In-universe information
- Title(s): Prince, Sir
- Occupation: Knight of the Round Table
- Spouse: Sebile
- Relatives: Elyan the White, Mordred
- Religion: Christian
- Origin: Kingdom of Hungary, Byzantine Empire

= Sagramore =

Sagramore (also known as Sagramor, Sagremor, and many other spellings) (Note: Including Sacremor, Sacremors, Sagramour, Sagramoure, Sagremoir, Sagremore, Sagremoret, Sagrenoir, Saigremor, Saigremors, Saigremort, Segramor, Segramore, Segramors, Segramort, Seigramor, Seigramore, Sigamor, Sogremor, Segures, and Sygramors.) is an often-foreign knight of the Round Table in the Arthurian legend.

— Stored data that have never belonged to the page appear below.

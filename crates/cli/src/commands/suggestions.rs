//! Suggestions command handler.
//!
//! Review workflow for proposed document edits.

use super::engine::Engine;
use super::print_json;
use clap::{Args, Subcommand};
use docmatch_core::{config::AppConfig, AppResult};
use docmatch_knowledge::Suggestion;

/// Review proposed edits
#[derive(Args, Debug)]
pub struct SuggestionsCommand {
    #[command(subcommand)]
    pub action: SuggestionsAction,
}

#[derive(Subcommand, Debug)]
pub enum SuggestionsAction {
    /// List suggestions
    List(SuggestionsListCommand),
    /// Show one suggestion in full
    Show(SuggestionIdArgs),
    /// Apply a pending suggestion to its document
    Apply(SuggestionIdArgs),
    /// Reject a pending suggestion
    Reject(SuggestionsRejectCommand),
}

impl SuggestionsCommand {
    pub async fn execute(&self, config: &AppConfig) -> AppResult<()> {
        let engine = Engine::from_config(config)?;
        match &self.action {
            SuggestionsAction::List(cmd) => cmd.execute(&engine),
            SuggestionsAction::Show(args) => {
                tracing::info!("Executing suggestions show command for '{}'", args.id);
                let suggestion = engine.ledger.get(&args.id)?;
                print_suggestion(&suggestion, args.json, true)
            }
            SuggestionsAction::Apply(args) => {
                tracing::info!("Executing suggestions apply command for '{}'", args.id);
                let suggestion = engine.ledger.apply(&args.id).await?;
                print_suggestion(&suggestion, args.json, false)
            }
            SuggestionsAction::Reject(cmd) => {
                tracing::info!("Executing suggestions reject command for '{}'", cmd.id);
                let suggestion = engine
                    .ledger
                    .reject(&cmd.id, cmd.reason.as_deref())
                    .await?;
                print_suggestion(&suggestion, cmd.json, false)
            }
        }
    }
}

/// List suggestions
#[derive(Args, Debug)]
pub struct SuggestionsListCommand {
    /// Only suggestions awaiting review
    #[arg(long)]
    pub pending: bool,

    /// Output as JSON
    #[arg(long)]
    pub json: bool,
}

impl SuggestionsListCommand {
    pub fn execute(&self, engine: &Engine) -> AppResult<()> {
        tracing::info!("Executing suggestions list command");

        let suggestions = if self.pending {
            engine.ledger.list_pending()?
        } else {
            engine.ledger.list_all()?
        };

        if self.json {
            return print_json(&suggestions);
        }

        if suggestions.is_empty() {
            println!("No suggestions");
        }
        for s in &suggestions {
            println!(
                "{}  {:<8}  {}  {}",
                s.id,
                s.status.to_string(),
                s.filename,
                s.feedback_context.lines().next().unwrap_or("")
            );
        }
        Ok(())
    }
}

/// Identifies one suggestion
#[derive(Args, Debug)]
pub struct SuggestionIdArgs {
    /// Suggestion id
    pub id: String,

    /// Output as JSON
    #[arg(long)]
    pub json: bool,
}

/// Reject a suggestion
#[derive(Args, Debug)]
pub struct SuggestionsRejectCommand {
    /// Suggestion id
    pub id: String,

    /// Why the suggestion was rejected
    #[arg(long)]
    pub reason: Option<String>,

    /// Output as JSON
    #[arg(long)]
    pub json: bool,
}

fn print_suggestion(suggestion: &Suggestion, json: bool, with_content: bool) -> AppResult<()> {
    if json {
        return print_json(suggestion);
    }

    println!("Suggestion: {}", suggestion.id);
    println!("Document:   {}", suggestion.filename);
    println!("Status:     {}", suggestion.status);
    println!("Created:    {}", suggestion.created_at.to_rfc3339());
    if let Some(resolved_at) = suggestion.resolved_at {
        println!("Resolved:   {}", resolved_at.to_rfc3339());
    }
    if let Some(reason) = &suggestion.rejection_reason {
        println!("Reason:     {}", reason);
    }
    if !suggestion.feedback_context.is_empty() {
        println!("Feedback:   {}", suggestion.feedback_context);
    }

    if with_content {
        println!("\n--- original\n{}", suggestion.original_content);
        println!("\n+++ suggested\n{}", suggestion.suggested_content);
    }
    Ok(())
}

He appears in nearly all of the Arthurian standalone and cyclical chivalric romances in verse and prose, including some in which he is the titular protagonist. Sagramore's characterization varies from story to story, but he is generally portrayed as a virtuous, yet hot-tempered knight who fights fiercely and impulsively.

==Medieval literature==

=== Verse works ===
The earliest appearances of Sagramore, as Sagremor le Desreé (the Unruly, the Fiery, the Impetuous), are found in the 12th-century poems by Chrétien de Troyes, beginning with Erec et Enide. There, he is one of the King Arthur's four greatest knights, a status he often retains in later verse romances.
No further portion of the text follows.